La perturbation a provoqué une onde de choc sur les marchés. Les contrats à terme sur le pétrole Brent pour livraison en juin intègrent un mouvement de 20 %, reflétant un risque géopolitique soutenu. L'impact s'étend au-delà de l'énergie, avec près de 30 % des exportations mondiales d'urée, un engrais clé, bloquées, menaçant de faire grimper les prix alimentaires pendant des mois. Un ministre du gouvernement britannique a averti que les consommateurs pourraient faire face à des prix alimentaires et du carburant plus élevés pendant au moins huit mois après la résolution du conflit.
La crise rappelle brutalement la dépendance de l'économie mondiale à l'égard de quelques passages maritimes critiques et force une réévaluation rapide de la sécurité énergétique.
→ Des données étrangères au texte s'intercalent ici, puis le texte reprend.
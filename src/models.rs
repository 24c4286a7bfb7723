use std::collections::HashMap;

use chrono::{DateTime, Utc};
use serde::{Deserialize, Serialize};
use serde_json::Value;

/// The full in-memory table built from one successful CSV load.
///
/// Replaced wholesale on the next successful load; never patched. `raw_csv`
/// is the exact input text captured at load time and backs export.
#[derive(Debug, Clone)]
pub struct Dataset {
    pub rows: Vec<HashMap<String, Value>>,
    pub columns: Vec<String>,
    pub raw_csv: String,
    pub scryfall_column: Option<String>,
}

/// One row of the computed view window, keyed back to the Dataset by index.
#[derive(Debug, Clone, Serialize)]
pub struct RenderRow {
    pub row_index: usize,
    pub data: HashMap<String, Value>,
}

#[derive(Debug, Clone, Copy, PartialEq, Eq, Serialize, Deserialize)]
pub enum SortDirection {
    Ascending,
    Descending,
}

impl SortDirection {
    pub fn is_descending(self) -> bool {
        matches!(self, SortDirection::Descending)
    }
}

/// A resolved card image URL with its fetch timestamp.
///
/// Field names match the persisted JSON shape.
#[derive(Debug, Clone, Serialize, Deserialize, PartialEq)]
pub struct CacheEntry {
    pub img: String,
    #[serde(rename = "updatedAt")]
    pub updated_at: DateTime<Utc>,
}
Pour les investisseurs, la question clé est de savoir si cette perturbation modifiera de manière permanente le paysage énergétique, créant des vents favorables à long terme pour les constructeurs de véhicules électriques comme NIO Inc., alors que les consommateurs cherchent des alternatives aux marchés pétroliers volatils.
Une onde de choc multi-produits
Les retombées de la fermeture d'Ormuz se répercutent sur les chaînes d'approvisionnement mondiales, affectant un large éventail de marchandises au-delà du pétrole et du gaz. Le blocage a perturbé les exportations de pistaches iraniennes, de bananes équatoriennes et d'avocats kenyans, qui font tous face à des retards d'expédition et à une hausse des coûts de transport.
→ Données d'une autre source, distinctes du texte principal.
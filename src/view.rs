use std::cmp::Ordering;
use std::collections::HashMap;

use serde::Serialize;

use crate::{
    models::{Dataset, RenderRow, SortDirection},
    value_utils::{value_to_number, value_to_search_string},
};

pub const DEFAULT_PAGE_SIZE: usize = 20;
pub const PAGE_SIZE_CHOICES: [usize; 4] = [10, 20, 50, 100];

/// Ephemeral presentation settings, owned by the controller and independent
/// of the Dataset lifecycle.
#[derive(Debug, Clone)]
pub struct ViewState {
    pub search_term: String,
    pub sort: Option<(String, SortDirection)>,
    pub hidden_columns: Vec<String>,
    pub page_index: usize,
    pub page_size: usize,
}

impl Default for ViewState {
    fn default() -> Self {
        Self {
            search_term: String::new(),
            sort: None,
            hidden_columns: Vec::new(),
            page_index: 0,
            page_size: DEFAULT_PAGE_SIZE,
        }
    }
}

impl ViewState {
    /// Cycles the sort on repeated selection of the same column:
    /// ascending -> descending -> none. A different column starts ascending.
    pub fn toggle_sort(&mut self, column: &str) {
        self.sort = match self.sort.take() {
            Some((current, SortDirection::Ascending)) if current == column => {
                Some((current, SortDirection::Descending))
            }
            Some((current, SortDirection::Descending)) if current == column => None,
            _ => Some((column.to_string(), SortDirection::Ascending)),
        };
    }

    /// Settings that survive a dataset replacement: page size is kept, hidden
    /// columns are kept where the new dataset has the same column name, and
    /// search, sort, and page index reset to defaults.
    pub fn carry_over(&self, columns: &[String]) -> ViewState {
        ViewState {
            search_term: String::new(),
            sort: None,
            hidden_columns: self
                .hidden_columns
                .iter()
                .filter(|name| columns.contains(name))
                .cloned()
                .collect(),
            page_index: 0,
            page_size: self.page_size,
        }
    }
}

/// The render-ready window: one page of rows after filter, sort, and column
/// projection, plus the counters the presentation layer shows.
#[derive(Debug, Clone, Serialize)]
pub struct ViewSnapshot {
    pub rows: Vec<RenderRow>,
    pub columns: Vec<String>,
    pub sort: Option<(String, SortDirection)>,
    pub page_index: usize,
    pub page_count: usize,
    pub total_rows: usize,
    pub filtered_rows: usize,
}

impl ViewSnapshot {
    pub fn empty() -> Self {
        Self {
            rows: Vec::new(),
            columns: Vec::new(),
            sort: None,
            page_index: 0,
            page_count: 0,
            total_rows: 0,
            filtered_rows: 0,
        }
    }

    /// Per-column display width over the window's header and cell texts.
    pub fn column_widths(&self) -> HashMap<String, usize> {
        let mut widths: HashMap<String, usize> = self
            .columns
            .iter()
            .map(|name| (name.clone(), name.chars().count()))
            .collect();
        for row in &self.rows {
            for column in &self.columns {
                let len = row
                    .data
                    .get(column)
                    .map(crate::value_utils::value_display_length)
                    .unwrap_or(0);
                if let Some(entry) = widths.get_mut(column) {
                    if len > *entry {
                        *entry = len;
                    }
                }
            }
        }
        widths
    }
}

/// Computes the row window for the current state without touching the
/// Dataset: global filter, then sort, then column projection, then paging.
pub fn compute_view(dataset: &Dataset, state: &ViewState) -> ViewSnapshot {
    let mut indices = filter_indices(dataset, &state.search_term);
    if let Some((column, direction)) = &state.sort {
        sort_indices(dataset, &mut indices, column, *direction);
    }

    let page_size = state.page_size.max(1);
    let filtered = indices.len();
    let pages = page_count(filtered, page_size);
    let page_index = clamp_page_index(filtered, page_size, state.page_index);
    let start = page_index * page_size;
    let end = usize::min(start + page_size, filtered);

    let rows = indices[start..end]
        .iter()
        .map(|&row_index| RenderRow {
            row_index,
            data: dataset.rows[row_index].clone(),
        })
        .collect();

    ViewSnapshot {
        rows,
        columns: visible_columns(dataset, &state.hidden_columns),
        sort: state.sort.clone(),
        page_index,
        page_count: pages,
        total_rows: dataset.rows.len(),
        filtered_rows: filtered,
    }
}

/// Rows whose stringified cells contain the term case-insensitively, in
/// dataset order. Hidden columns still participate; visibility is purely a
/// rendering concern. An empty term passes every row.
pub fn filter_indices(dataset: &Dataset, search_term: &str) -> Vec<usize> {
    if search_term.is_empty() {
        return (0..dataset.rows.len()).collect();
    }
    let needle = search_term.to_lowercase();
    dataset
        .rows
        .iter()
        .enumerate()
        .filter(|(_, row)| {
            dataset.columns.iter().any(|column| {
                row.get(column)
                    .and_then(value_to_search_string)
                    .map(|text| text.to_lowercase().contains(&needle))
                    .unwrap_or(false)
            })
        })
        .map(|(idx, _)| idx)
        .collect()
}

/// Stable sort of row indices by one column. The comparison is numeric when
/// the majority of the column's observed values coerce to numbers, lexical
/// (case-insensitive) otherwise; absent values order after present ones.
pub fn sort_indices(
    dataset: &Dataset,
    indices: &mut [usize],
    column: &str,
    direction: SortDirection,
) {
    if !dataset.columns.iter().any(|name| name == column) {
        return;
    }

    let mut present = 0usize;
    let mut numeric = 0usize;
    for &idx in indices.iter() {
        let value = dataset.rows[idx].get(column);
        if value.and_then(value_to_search_string).is_some() {
            present += 1;
            if value.and_then(value_to_number).is_some() {
                numeric += 1;
            }
        }
    }
    let numeric_order = present > 0 && numeric * 2 > present;

    indices.sort_by(|a, b| {
        let a_value = dataset.rows[*a].get(column);
        let b_value = dataset.rows[*b].get(column);
        let mut ord = if numeric_order {
            let a_num = a_value.and_then(value_to_number);
            let b_num = b_value.and_then(value_to_number);
            a_num
                .unwrap_or(f64::INFINITY)
                .partial_cmp(&b_num.unwrap_or(f64::INFINITY))
                .unwrap_or(Ordering::Equal)
        } else {
            let a_text = a_value.and_then(value_to_search_string);
            let b_text = b_value.and_then(value_to_search_string);
            match (&a_text, &b_text) {
                (Some(a_str), Some(b_str)) => {
                    a_str.to_lowercase().cmp(&b_str.to_lowercase())
                }
                (Some(_), None) => Ordering::Less,
                (None, Some(_)) => Ordering::Greater,
                (None, None) => Ordering::Equal,
            }
        };
        if direction.is_descending() {
            ord = ord.reverse();
        }
        ord
    });
}

/// Dataset columns in display order with hidden ones removed.
pub fn visible_columns(dataset: &Dataset, hidden_columns: &[String]) -> Vec<String> {
    dataset
        .columns
        .iter()
        .filter(|name| !hidden_columns.contains(name))
        .cloned()
        .collect()
}

pub fn page_count(row_count: usize, page_size: usize) -> usize {
    if row_count == 0 {
        0
    } else {
        row_count.div_ceil(page_size.max(1))
    }
}

pub fn clamp_page_index(row_count: usize, page_size: usize, page_index: usize) -> usize {
    let pages = page_count(row_count, page_size);
    if pages == 0 {
        0
    } else {
        page_index.min(pages - 1)
    }
}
Le conflit a également touché les matières premières industrielles. Le Moyen-Orient fournit 40 % des exportations mondiales de soufre, un composant critique dans le raffinage du cuivre, du nickel et du cobalt. Avec plus de 510 000 tonnes de soufre bloquées sur des navires, l'industrie minière, en particulier au Chili, riche en cuivre, fait face à d'importants obstacles à la production.
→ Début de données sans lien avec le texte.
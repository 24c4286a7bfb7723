use anyhow::Error;
use thiserror::Error;

#[derive(Debug, Error)]
pub enum AppError {
    #[error("failed to parse CSV data: {0}")]
    Parse(String),
    #[error("no collection data has been loaded")]
    NoData,
    #[error("image lookup failed: {0}")]
    Resolve(String),
    #[error(transparent)]
    Other(#[from] Error),
}

impl From<AppError> for String {
    fn from(err: AppError) -> Self {
        err.to_string()
    }
}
Le catalyseur des véhicules électriques
La hausse soutenue des prix du pétrole est considérée par certains comme un puissant catalyseur pour le secteur des véhicules électriques. La logique est simple : à mesure que les prix de l'essence grimpent, le coût total de possession des VE devient plus attractif pour les consommateurs. Cela a conduit à un sentiment haussier pour les fabricants de VE, certains investisseurs accumulant agressivement des actions dans des sociétés comme NIO Inc. (NYSE : NIO). La thèse est que l'instabilité géopolitique accélérera la transition inévitable vers le transport électrique, créant un vent favorable à long terme pour l'industrie. Bien que l'attention immédiate se porte sur la pénurie d'énergie et de matières premières, l'effet de second ordre pourrait être une transition plus rapide que prévu vers une économie post-pétrole.
Cet article est à titre informatif uniquement et ne constitue pas un conseil en investissement.